I believe that the investment is worth making. If only 10,000 young people were out of work for more than six months—as opposed to the 122,000 young people in that situation at present—it would be worth applying that money to provide life chances and heal the communities in which they live. Our investment will give young people the economic opportunity to earn their own living and pay back the Exchequer, rather than drawing on it through dependence.
§ 7. Mr. Barry Jones
How many new deal welfare to-work places he plans to create in (a) Wales and (b) the north-west in the next year; and if he will make a statement. 
§ Mr. Alan Howarth
We shall offer help to everyone who becomes eligible for the new deal, and sufficient places will be available to meet that commitment. We are making very good progress in Wales, the north-west and elsewhere in planning and implementing the new deal. My right hon. Friend the Minister for Employment, Welfare to Work and Disability Rights launched the first of the pathfinder areas this morning.
§ Mr. Jones
Does my hon. Friend agree that Wales's recovery from the great loss of steel and coal jobs still has a long way to go? This excellent scheme might provide a real lifeline to valleys and towns in Wales. is my hon. Friend aware that in Deeside in my constituency far too many young people have aimless, hopeless lives and have no access to worthwhile work? Is there any way in which my hon. Friend might enlarge the scheme? He knows that we will never heal the wounds of Thatcherism until we give work and hope to our young people.
§ Mr. Howarth
My hon. Friend speaks from his deep commitment to his constituents, so many of whom have suffered as a result of the processes of industrial change.

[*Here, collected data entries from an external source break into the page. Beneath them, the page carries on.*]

// shared/src/lib.rs

#[derive(thiserror::Error, Debug)]
pub enum Error {
    #[error("invalid request: {0}")]
    InvalidRequest(String),
    #[error("no results found for address: {0}")]
    NoResultsFound(String),
    #[error("geocode provider unavailable: {0}")]
    ProviderUnavailable(String),
    #[error("cache store unavailable: {0}")]
    StoreUnavailable(String),
    #[error("cache corruption for address {address}: {reason}")]
    CacheCorruption { address: String, reason: String },
    #[error("configuration: {0}")]
    Config(String),
    #[error("internal: {0}")]
    Internal(String),
}

pub type Result<T> = std::result::Result<T, Error>;

/// Time-to-live expressed in whole seconds, matching the unix-seconds
/// `expiresAt` stamp persisted alongside each cache record.
#[derive(Clone, Copy, Debug, PartialEq, Eq)]
pub struct TtlSecs(pub u64);

impl TtlSecs {
    const SECS_PER_DAY: u64 = 24 * 60 * 60;

    pub fn from_days(days: u64) -> Self {
        Self(days.saturating_mul(Self::SECS_PER_DAY))
    }

    /// `None` when the day count does not fit in seconds.
    pub fn checked_from_days(days: u64) -> Option<Self> {
        days.checked_mul(Self::SECS_PER_DAY).map(Self)
    }

    pub fn as_secs_i64(&self) -> i64 {
        i64::try_from(self.0).unwrap_or(i64::MAX)
    }
}

pub mod config;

Shotton is in his constituency and Llanwern is in mine. 1028 Although his experience of these issues is much greater than mine, I well understand the trauma and the difficulty faced by steelworkers and their families who have lost their jobs and find it desperately difficult to gain new work opportunities.

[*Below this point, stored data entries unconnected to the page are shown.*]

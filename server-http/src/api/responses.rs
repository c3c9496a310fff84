use serde::Serialize;

#[derive(Debug, Serialize)]
pub struct HealthResponse {
    pub message: String,
    pub cache_hits: u64,
    pub cache_misses: u64,
    pub expired_records: u64,
    pub cache_write_failures: u64,
}

// Error response
#[derive(Debug, Serialize)]
pub struct ErrorResponse {
    pub error: String,
}

impl ErrorResponse {
    pub fn new(error: impl Into<String>) -> Self {
        Self {
            error: error.into(),
        }
    }
}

Against that background, we attach much importance to the new deal for the long-term unemployed and to ensuring that a new generation of young people does not suffer the same experiences. We are determined to make a great success of our existing commitments under the new deal, and we shall see thereafter what remains to be done.
§ Mr. Keetch
Does the Minister recall the commitment that Labour gave before the election to help 250,000 long-term unemployed under-25s to receive the new deal? Will he comment on the figures supplied today by the Library which suggest that only 122,000 people qualify—
§ Madam Speaker
Order. The question relates to projects in Wales and the north-west. I have warned the House before that supplementary questions must follow the substantive question. I know that Hereford is not far from Wales, but I do not think that the hon. Member for Hereford (Mr. Keetch) will be able to get his question in order. If any other hon. Member wishes to speak about Wales or the north-west particularly, I shall call him or her—I thought not.